Thinking about how to chevron stripe a table top? Check out this DIY project where I added chevron stripes to the top of a kitchen table!
Alright guys, I know you’re going to think I’ve gone chevron crazy but it’s my friend. I swear. She is updating her playroom and I was recruited to do the furniture….so along with the Chevron Bookcase she also bought a baby blue table, and two yellow chairs and decided that she wanted the chairs painted the terra color and the table to be terra and white with chevron top.
Here is how the table turned out….
So the steps are similar to the bookcase but there were a few new things and tricks in this project so I’m going to write out the steps for ya.
I’m only going to cover the table in this post because the chairs pretty much followed the same steps as the barstools except they started off as painted instead of stained. Since the paint was still in great shape (no pealing or cracking) I was able to leave it on and just go over it.
This table has been painted a light blue and was pealing and cracking in several different places. Since the paint was in rough shape I couldn’t just prime and paint over it because that would be like putting a clean sock over a dirty sock (doesn’t solve the problem). In order to make sure all my work wouldn’t go to waste I would need to remove the paint that was already laid down then start fresh. So that’s where I started.
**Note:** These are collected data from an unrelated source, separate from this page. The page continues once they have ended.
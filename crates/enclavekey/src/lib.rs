//! # Enclavekey Library
//!
//! Command-line front end for an enclave-backed P-256 keypair.
//!
//! The binary is a thin dispatcher over this library, which exposes the
//! argument definitions, the command handlers, and the wiring from a
//! configuration file to a [`KeyManager`](enclavekey_crypto::KeyManager).
//!
//! ## Modules
//!
//! - [`cli`] - Argument parsing and command handlers
//! - [`logging`] - `tracing` subscriber setup and security events
//! - [`presence`] - Terminal-backed user presence confirmation
//! - [`runtime`] - Configuration to key manager wiring
//!
//! ## Usage
//!
//! ```no_run
//! use enclavekey::runtime::Runtime;
//! use enclavekey_core::config_loader::default_base_dir;
//!
//! let runtime = Runtime::open(&default_base_dir()?, None)?;
//! let manager = runtime.key_manager()?;
//! println!("{}", manager.public_key_hex()?);
//! # Ok::<(), Box<dyn std::error::Error>>(())
//! ```

#![forbid(unsafe_code)]
#![warn(missing_docs)]
#![warn(clippy::all)]
#![warn(clippy::pedantic)]

pub mod cli;
pub mod logging;
pub mod presence;
pub mod runtime;

pub use logging::{
    init_logging, log_security_event, redact_sensitive, verbosity_to_level, LogConfig, LogError,
    LogFormat, LogGuard, LogLevel,
};
pub use presence::{TerminalPresence, PRESENCE_ENV_VAR};
pub use runtime::{Runtime, RuntimeError};
//! Keystore adapters.
//!
//! This module provides the storage seam of the key lifecycle:
//! - A trait-based interface, [`Keystore`], with add/find/delete semantics
//!   keyed by class and label
//! - [`MemoryKeystore`], a mutex-guarded in-process map
//! - [`FileKeystore`], one JSON file per entry in a private directory
//!
//! # Entry semantics
//!
//! - A class/label slot holds at most one entry; `add` on an occupied slot
//!   fails with [`KeystoreError::Duplicate`].
//! - Queries may additionally filter by key type and access-control policy.
//!   An entry that does not match the filters is reported as
//!   [`KeystoreError::NotFound`].
//! - Private entries are non-extractable: requesting their data fails with
//!   `KeystoreError::Status(Status::PARAM)`. They can only be returned as
//!   opaque [`ItemReference`]s.
//!
//! # Example
//!
//! ```rust
//! use enclavekey_core::{CurveId, KeyClass, KeyLabel};
//! use enclavekey_crypto::keystore::{ItemQuery, Keystore, MemoryKeystore, NewItem};
//!
//! let keystore = MemoryKeystore::new();
//! let label = KeyLabel::new("app.public").expect("valid label");
//!
//! keystore
//!     .add(&NewItem::public(label.clone(), CurveId::EcSecPrimeRandom, vec![4u8; 65]))
//!     .expect("add failed");
//!
//! let item = keystore
//!     .find(&ItemQuery::new(KeyClass::Public, label).returning_data())
//!     .expect("lookup failed");
//! assert_eq!(item.data.map(|d| d.len()), Some(65));
//! ```

use std::collections::HashMap;
use std::fs::{self, File, OpenOptions};
use std::io::{self, Write};
use std::path::{Path, PathBuf};
use std::sync::{Mutex, MutexGuard, PoisonError};

use fs2::FileExt;

#[cfg(unix)]
use std::os::unix::fs::PermissionsExt;

use enclavekey_core::error::KeystoreResult;
use enclavekey_core::{AccessControlPolicy, CurveId, KeyClass, KeyLabel, KeystoreError, Status};
use serde::{Deserialize, Serialize};

// ============================================================================
// Queries and items
// ============================================================================

/// Which fields a lookup should return.
#[derive(Debug, Clone, Copy, Default, PartialEq, Eq)]
pub struct ReturnFields {
    /// Return an opaque [`ItemReference`].
    pub reference: bool,
    /// Return the exported key bytes.
    pub data: bool,
}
1) I grabbed some stripper, a plastic scrapper, and a chip brush from Home Depot then made me a set up in my back yard and stripped away the paint.
Note: They sell metal scrappers but don’t use them on wood projects or you could gouge your wood. Also, they make strippers that have lower VOCs but they take longer to work…I went ahead and bought the regular heavy duty stuff and just worked outside.
If you have never worked with stripper before all you do is apply the chemical with your brush and let it sit until you see the paint start to bubble up. I worked in small sections and did just a little bit at a time. Here is a photo of the paint bubbling after letting the stripper set for a couple mins.
2) I wasn’t able to get 100% with the stripper and scraper so after I removed the majority I moved the table inside my shop and removed the rest with sandpaper. (Check out my video on how to unclog your sandpaper)
3) Next I put down two coats of oil based primer then let it sit overnight.
4) So I learned my lesson from doing the bookcase and the next thing I did was paint on my accent color which is white. I put two coats of latex paint on.
Alright…time to lay down my marks to create my chevron stripes. I only wanted the stripes on the table top surface and not on the edge. My measurement of that area is 39 3/4 x 53 1/2 and I have a horizontal line, where a leaf could be inserted, that evenly splits the middle. (That isn’t too important of a fact, but it is something I utilized) I figured out that if I made my stripes 10 1/4 then I could get about 5 full chevrons on my table.
5) So I used a straight edge and my tape measure and laid out all my horizontal lines. Since the top and bottom of my table are round, I actually started from that center line in my table and took my measurements off of it, then used my straight edge to connect my marks. Since I did it this way, I wanted that line to be in the middle of my chevron so I went 5 1/8 north of the line, and 5 1/8 south of the line and you will see in the final product that line is smack dab in the middle of a stripe. After I had those two horizontal lines down, I continued to measure then mark from those (reliable) sources instead of trying to land my tape measure on the round top/bottom surface of the table.
6) Next was to draw in the vertical lines, so first I found center and drew me a straight line right down the center of the table. Now since my width is almost 40″, that gives 20″ per side, so I just measured from my center line and marked every 5″ on both the right and left.
Then. Instead of connecting all my marks, my husband happen to be in my shop and asked me why I don’t just connect my marks. …hmm. Now that’s smart.
7) So instead of drawing the vertical lines, I grabbed a ruler and drew in my diagonals by finding my two marks then just connecting them.
See. Vertical line down the middle which I used as a measuring reference to make my marks but no other lines were needed.
Doing this pattern on something not square will cut off the ends…
if you only have a straight edge then you would be guessing at what angle to draw in your line. However, if you grab a compass…or is this thing a protractor?….Yep, a protractor….then you can make sure that the line you are drawing in will match the others.
To use it accurately make sure that vertical black line is where the tip of your triangle needs to be, then make sure that cut out is level with your horizontal line. Now look to see where the line falls on the numbers….mine is 45.
Now grab your straight edge and line it up with that black mark and your number but on the other side of the protractor. So I would line up with the black line at the top, then 45 on the numbers and draw my line.
And looky there…it matches.
….Wait…that photo doesn’t show you crap since it only has one. haha. Well, you see in the final photo that this method worked. ; )
8) Now you can go through and tape off the stripes then erase your lines
9) Then paint!
If you took off your legs, don’t forget to paint those guys as well.
After the paint was dry, I put on three coats of polycrylic. Be sure to wait the recommended 2 hrs between re-applying new coats!
Total Time: 2 days – without including dry time, it’s about 8 hrs.